IL SIGARO DI FREUD
- riccigianfranco199
- 24 mar 2024
- Tempo di lettura: 3 min
Sigmund Freud è spesso fotografato con in mano il celebre sigaro.
Nel corso della sua vita, il fumo è stato uno degli “alleati” e, allo stesso tempo, “padroni” di Freud. Quella di Freud era una vera e propria dipendenza, dalla quale il Padre della Psicoanalisi non riuscirà mai a liberarsi nel corso della propria vita.

Freud era solito fumare fino a venti sigari al giorno: durante le sedute con i pazienti, durante lo studio e la lettura, durante le riunioni con i suoi collaboratori, a margine dei pasti, nei momenti di riposo insieme alla famiglia…
Per Freud, il fumo era fonte di soddisfazione. Quando il nipote Harry rifiutò di fumare uno dei sigari del nonno, Sigmund disse:
“Ragazzo mio, fumare è una delle più grandi ed economiche soddisfazioni della vita. Se decidi di non fumare, non posso che essere dispiaciuto per te”
Lo studio di Freud, come raccontato da Raymond De Saussure, era una stanza avvolta nel fumo, rendendo l’aria pesante. Hans Sachs, uno degli psicoanalisti della prima generazione, raccontava come Freud si aspettasse che anche gli altri analisti si interessassero al fumo, imitandolo.
Ernest Jones, nella sua biografia di Freud, ricorda come Freud, a causa del continuo ricorso al fumo e all’abbondante produzione di muchi, fosse costretto a liberarsi anche durante le sedute, suscitando fastidio nei pazienti.
Jones racconta: “potevano manifestare di esserne disturbati, poi Freud li rimproverava per la loro schizzinosità”.

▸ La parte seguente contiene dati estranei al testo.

use once_cell::sync::Lazy;
use regex::{Regex, RegexSet};

use super::scoring::{Scorecard, Signal, Weight::*, pattern, pattern_set};
use crate::context::DetectionContext;

static PACKAGE_CLAUSE: Lazy<Regex> = Lazy::new(|| pattern(r"(?m)^package\s+\w+\s*$"));

static FUNC_KEYWORD: Lazy<Regex> = Lazy::new(|| pattern(r"\bfunc\s"));

/// Swift also spells functions `func`
static SWIFT_TELLS: Lazy<RegexSet> = Lazy::new(|| {
    pattern_set(&[
        r"(?m)^\s*(let|var)\s+\w+\s*(:\s*\w+)?\s*=",
        r"\)\s*->\s*\w",
        r"(?m)^\s*import\s+(SwiftUI|UIKit|Foundation|Cocoa|Combine)\s*$",
        r"\bguard\s+let\b",
    ])
});

static GO_SIGNALS: Lazy<Scorecard> = Lazy::new(|| {
    Scorecard::compile(
        "go",
        &[
            Signal::new(r"\w\s*:=", Strong),
            Signal::new(r"(?m)^func\s+(\([^)]*\)\s*)?\w+\s*\(", Strong),
            Signal::new(r"\bfmt\.\w+\(", Strong),
            Signal::new(r"(?m)^import\s*\(", Strong),
            Signal::new(r"\bgo\s+func\b", Weak),
            Signal::new(r"\bdefer\s+\w", Strong),
            Signal::new(r"\bchan\s+\w|<-\s*\w", Weak),
            Signal::new(r"\binterface\s*\{\s*\}", Weak),
            Signal::new(r"(?m)^package\s+main\s*$", Strong),
            Signal::new(r"\berr\s*!=\s*nil\b", Strong),
            Signal::new(r"(?m)^type\s+\w+\s+(struct|interface)\s*\{", Strong),
        ],
    )
});

pub fn detect(ctx: &DetectionContext<'_>) -> Option<&'static str> {
    let text = ctx.first_100_lines.as_str();

    if PACKAGE_CLAUSE.is_match(text) && FUNC_KEYWORD.is_match(text) {
        return Some("go");
    }

    if SWIFT_TELLS.is_match(text) {
        return None;
    }

    GO_SIGNALS.clears(text, 3).then_some("go")
}
//! Heuristic source-language detection
//!
//! [`guess_language`] names the programming or markup language of a code
//! snippet, or returns `None` when nothing is confident enough. Detection is a
//! fixed-priority cascade of per-language detectors over a shared, capped
//! view of the input; the first detector to answer wins.
//!
//! ```
//! use kodegen_tools_langdetect::guess_language;
//!
//! assert_eq!(guess_language("<?php echo 'hi'; ?>"), Some("php"));
//! assert_eq!(guess_language("   "), None);
//! ```

pub mod config;
pub mod context;
pub mod detector;
pub mod detectors;
pub mod errors;
pub mod registry;

use once_cell::sync::Lazy;

pub use config::{DetectorConfig, DetectorConfigBuilder};
pub use context::{DEFAULT_SAMPLE_CHAR_LIMIT, DetectionContext};
pub use detector::{Detection, LanguageDetector, TraceEvent};
pub use detectors::Detector;
pub use errors::{ConfigError, ConfigResult};
pub use registry::{DetectorEntry, DetectorTier, KNOWN_LANGUAGES, is_known_language};

static DEFAULT_DETECTOR: Lazy<LanguageDetector> = Lazy::new(LanguageDetector::default);

/// Guess the language of `code` with the default configuration
///
/// Empty or whitespace-only input yields `None`. The result is a lowercase
/// tag from [`KNOWN_LANGUAGES`].
#[must_use]
pub fn guess_language(code: &str) -> Option<&'static str> {
    DEFAULT_DETECTOR.detect(code)
}
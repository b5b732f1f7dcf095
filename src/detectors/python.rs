use once_cell::sync::Lazy;
use regex::{Regex, RegexSet};

use super::scoring::{Scorecard, Signal, Weight::*, pattern, pattern_set};
use crate::context::DetectionContext;

static CODING_LINE: Lazy<Regex> = Lazy::new(|| pattern(r"^#.*\bcoding[:=]\s*[\w.\-]+"));

/// Declarations and shapes that Python never uses
static CONFUSABLE: Lazy<RegexSet> = Lazy::new(|| {
    pattern_set(&[
        // Swift, JS, Go, Kotlin, Rust, Scala bindings
        r"(?m)^\s*(let|var|val|const|func|fun|fn|proc)\s+\w+",
        // Haskell / Elm type signatures and module headers
        r"(?m)^[a-z]\w*\s*::\s*\S",
        r"(?m)^module\s+[A-Z][\w.]*",
        // Swift / Apple frameworks
        r"(?m)^\s*import\s+(Foundation|UIKit|SwiftUI|Cocoa|Combine)\s*$",
        // Ruby blocks
        r"(?m)^\s*def\s+[\w?!]+\s*(\([^)]*\))?\s*$",
        r"(?m)^\s*#include\b",
        r"(?m)^\s*(public|private|protected)\s+\w+",
    ])
});

static PYTHON_SIGNALS: Lazy<Scorecard> = Lazy::new(|| {
    Scorecard::compile(
        "python",
        &[
            Signal::new(r"(?m)^\s*(async\s+)?def\s+\w+\s*\([^)]*\)\s*(->\s*[^:]+)?:\s*(#.*)?$", Strong),
            Signal::new(r"(?m)^\s*class\s+\w+(\([^)]*\))?\s*:\s*(#.*)?$", Strong),
            Signal::new(r"(?m)^\s*from\s+[\w.]+\s+import\s+[\w*(]", Strong),
            Signal::new(r"(?m)^\s*import\s+[\w.]+(\s+as\s+\w+)?(\s*,\s*[\w.]+)*\s*$", Strong),
            Signal::new(r"\b__(init|name|main|str|repr|dict|class)__\b", Strong),
            Signal::new(r"(?m)^\s*elif\b.*:\s*$", Strong),
            Signal::new(r"(?m)^\s*(if|for|while|with|try|except|else|finally)\b[^{};]*:\s*(#.*)?$", Weak),
            Signal::new(r"\bself\.\w+", Weak),
            Signal::new(r"\bprint\s*\(", Weak),
            Signal::new(r"\b(True|False|None)\b", Weak),
            Signal::new(r"\blambda\s+[\w, ]*:", Weak),
            Signal::new(r"(?m)^\s*@\w+(\.\w+)*(\(.*\))?\s*$", Weak),
            Signal::new(r#"\bf["'][^"'\n]*\{[^}\n]+\}"#, Weak),
        ],
    )
});

static INDENTED_LINE: Lazy<Regex> = Lazy::new(|| pattern(r"(?m)^( {4}|\t)\S"));

pub fn detect(ctx: &DetectionContext<'_>) -> Option<&'static str> {
    if ctx.first_line.starts_with("#!") && ctx.first_line.contains("python") {
        return Some("python");
    }
    if ctx.lines.iter().take(2).any(|l| CODING_LINE.is_match(l)) {
        return Some("python");
    }

    let text = ctx.first_100_lines.as_str();
    if CONFUSABLE.is_match(text) {
        return None;
    }

    let mut score = PYTHON_SIGNALS.score(text);
    // Indentation-structured code without braces
    if !ctx.has_curly_braces && (INDENTED_LINE.is_match(text) || score > 0) {
        score += 1;
    }

    (score >= 3).then_some("python")
}
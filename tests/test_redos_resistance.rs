use kodegen_tools_langdetect::{guess_language, registry};
use std::time::Instant;

/// Compile every pattern table once so timings measure matching only
fn warm_up() {
    let _ = registry::entries();
    let _ = guess_language("warm up");
}

fn assert_fast(label: &str, adversarial: &str) {
    warm_up();
    let start = Instant::now();
    let _ = guess_language(adversarial);
    let elapsed = start.elapsed();

    println!("{label}: {elapsed:?}");
    assert!(
        elapsed.as_millis() < 5_000,
        "ReDoS vulnerability detected in {label}: took {elapsed:?}"
    );
}

#[test]
fn test_redos_resistance_unclosed_tags() {
    let adversarial = "<a>".repeat(15_000);
    assert_fast("Unclosed tags", &adversarial);
}

#[test]
fn test_redos_resistance_open_tag_attributes() {
    let adversarial = "<div class=\"".to_string() + &"a".repeat(10_000);
    assert_fast("Open tag attributes", &adversarial);
}

#[test]
fn test_redos_resistance_nested_braces() {
    let adversarial = "{".repeat(20_000) + &"}".repeat(20_000);
    assert_fast("Nested braces", &adversarial);
}

#[test]
fn test_redos_resistance_long_single_line() {
    let adversarial = "fn (".to_string() + &"a, ".repeat(10_000);
    assert_fast("Long single line", &adversarial);
}

#[test]
fn test_redos_resistance_many_lines() {
    let adversarial = "def x():\n".repeat(20_000);
    assert_fast("Many lines", &adversarial);
}

#[test]
fn test_oversized_input_is_capped() {
    let adversarial = "x = 1;\n".repeat(200_000);
    assert_fast("Oversized input", &adversarial);
}
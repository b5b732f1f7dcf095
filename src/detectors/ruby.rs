use once_cell::sync::Lazy;
use regex::RegexSet;

use super::scoring::{Scorecard, Signal, Weight::*, pattern_set};
use crate::context::DetectionContext;

/// Scala and Elixir both write `def ... end`-looking code
static CONFUSABLE: Lazy<RegexSet> = Lazy::new(|| {
    pattern_set(&[
        // Scala
        r"\bdef\s+\w+\s*\([^)]*\w+\s*:\s*[A-Z]\w*",
        r"\bobject\s+\w+\s+extends\b",
        r"\bcase\s+class\b",
        r"(?m)^\s*val\s+\w+",
        // Elixir
        r"(?m)^\s*defmodule\s",
        r"\|>",
        r"\bdo:\s",
        r"\bfn\s+[\w,\s]*->",
        // Python-style definitions end in a colon
        r"(?m)^\s*def\s+\w+\s*\([^)]*\)\s*:\s*$",
        // Lua and Julia close `function` blocks with `end`
        r"(?m)^\s*(local\s+)?function\s+[\w.:]+\s*\(",
    ])
});

static RUBY_SIGNALS: Lazy<Scorecard> = Lazy::new(|| {
    Scorecard::compile(
        "ruby",
        &[
            Signal::new(r"(?m)^\s*def\s+(self\.)?[\w?!=]+", Weak),
            Signal::new(r"(?m)^\s*end\s*$", Strong),
            Signal::new(r"(?m)^\s*require(_relative)?\s+['\x22]", Strong),
            Signal::new(r"\battr_(accessor|reader|writer)\b", Strong),
            Signal::new(r"(\bdo|\{)\s*\|[\w, ]+\|", Strong),
            Signal::new(r"\bputs\b", Weak),
            Signal::new(r"(?m)^\s*@\w+\s*=", Weak),
            Signal::new(r":\w+\s*=>", Weak),
            Signal::new(r"\bunless\b", Weak),
            Signal::new(r"\bnil\b", Weak),
            Signal::new(r"#\{[^}\n]+\}", Weak),
            Signal::new(r"(?m)^\s*class\s+\w+\s*<\s*[A-Z][\w:]*", Strong),
            Signal::new(r"(?m)^\s*module\s+[A-Z]\w*\s*$", Weak),
            Signal::new(r"\.each(_with_index)?\b", Weak),
        ],
    )
});

pub fn detect(ctx: &DetectionContext<'_>) -> Option<&'static str> {
    if ctx.first_line.starts_with("#!") && ctx.first_line.contains("ruby") {
        return Some("ruby");
    }

    let text = ctx.first_100_lines.as_str();
    if CONFUSABLE.is_match(text) {
        return None;
    }

    RUBY_SIGNALS.clears(text, 3).then_some("ruby")
}
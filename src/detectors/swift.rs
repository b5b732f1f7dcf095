use once_cell::sync::Lazy;
use regex::{Regex, RegexSet};

use super::scoring::{Scorecard, Signal, Weight::*, pattern, pattern_set};
use crate::context::DetectionContext;

static APPLE_IMPORT: Lazy<Regex> = Lazy::new(|| {
    pattern(r"(?m)^\s*import\s+(SwiftUI|UIKit|Foundation|Cocoa|Combine|XCTest|AppKit|SwiftData)\s*$")
});

/// Objective-C and Go
static CONFUSABLE: Lazy<RegexSet> = Lazy::new(|| {
    pattern_set(&[
        r"(?m)^\s*#import\b",
        r"(?m)^\s*@(interface|implementation)\b",
        r"(?m)^package\s+\w+\s*$",
        r"\w\s*:=",
        r"\bfmt\.\w+\(",
    ])
});

static SWIFT_SIGNALS: Lazy<Scorecard> = Lazy::new(|| {
    Scorecard::compile(
        "swift",
        &[
            Signal::new(r#""[^"\n]*\\\([^)]*\)[^"\n]*""#, Decisive),
            Signal::new(r"\bif\s+let\s+\w+", Strong),
            Signal::new(r"\bguard\s+let\s+\w+", Decisive),
            Signal::new(r"\bfunc\s+\w+\s*(<[^>]*>)?\s*\([^)]*\)\s*(async\s+)?(throws\s+)?(->|\{)", Strong),
            Signal::new(r"\b(let|var)\s+\w+\s*:\s*\[?[A-Z]\w*", Weak),
            Signal::new(r"@(State|Binding|Published|ObservedObject|EnvironmentObject|MainActor|objc|escaping|discardableResult|main)\b", Strong),
            Signal::new(r"\bstruct\s+\w+\s*:\s*\w+", Weak),
            Signal::new(r"\boverride\s+func\b", Strong),
            Signal::new(r"(?m)^\s*extension\s+[A-Z]\w*", Strong),
            Signal::new(r"(?m)^\s*protocol\s+[A-Z]\w*", Strong),
            Signal::new(r"\?\?", Weak),
            Signal::new(r"\bprint\(", Weak),
            Signal::new(r"\bvar\s+body\s*:\s*some\s+View\b", Decisive),
        ],
    )
});

pub fn detect(ctx: &DetectionContext<'_>) -> Option<&'static str> {
    let text = ctx.first_100_lines.as_str();

    if APPLE_IMPORT.is_match(text) {
        return Some("swift");
    }

    if CONFUSABLE.is_match(text) {
        return None;
    }

    SWIFT_SIGNALS.clears(text, 3).then_some("swift")
}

Tuttavia, questa negativa abitudine segnerà in modo sempre più pesante la vita e la salute di Freud, fino alla morte. Già a fine Ottocento, Freud ebbe i primi problemi di aritmia: nonostante l’invito dell’amico e medico Wilhelm Fliess a smettere di fumare, Simgund si rifiutò di seguire questi consigli;
“Non sto obbedendo alle tue prescrizioni: come si fa a vivere così miseramente per anni, privandosi di tale dono?”
Freud era infatti convinto che il fumo lo avesse sostenuto nel suo ritmo di lavoro e nella sua resistenza psicologica e fisica agli sforzi di ricerca e nella pratica clinica coi pazienti.
Tuttavia, già nel 1923, a Freud fu diagnosticato un cancro al palato: nel corso degli ultimi 15 anni di vita, Freud subì oltre trenta operazioni, sempre più dolorose ed invasive al palato. Queste dolorosi effetti della malattia resero il lavoro di Freud sempre più difficile e faticoso, costringendolo al silenzio per il dolore causato dal muovere la bocca.
Il fumo divenne quindi ragione di malattia e di enormi sofferenze; nonostante questo, Freud continuò a fumare, fino alla fine. Il suo palato venne in gran parte rimosso, costringendolo ad indossare una protesi dolorosa e causa di continui ascessi, chiamata da Freud stesso “il mostro”.
“….poi una sera Martha mi domandò quanti sigari fumavo in un giorno e io risposi timidamente che non tenevo il conto …….e io continuai a fumare fino alla fine ….”

Per approfondire:
-Ernest Jones – Vita e opera di Sigmund Freud;
-Paul Roazen – Freud e i suoi seguaci.
Il fumo aveva un peso rilevante sull’umore e sull’atteggiamento di Freud. La rinuncia al fumo, tentata saltuariamente, senza grandi risultati, era associata a pesanti crisi d’umore negativo, tanto da considerare la vita “insopportabile”.
In una lettera a Ferenczi, Freud scrisse: “ieri ho fumato il mio ultimo sigaro e da allora ho un pessimo umore. Poi un paziente mi ha regalato cinquanta sigari: ne ho acceso uno e sono tornato allegro. Anche le mie infiammazioni al palato sono poi migliorate”.
Poco prima di morire, al fratello Alexander, Freud scrisse, nel donare la sua collezione di sigari: “ti lascio un piacere che tu ancora puoi permetterti, ma io purtroppo non più”.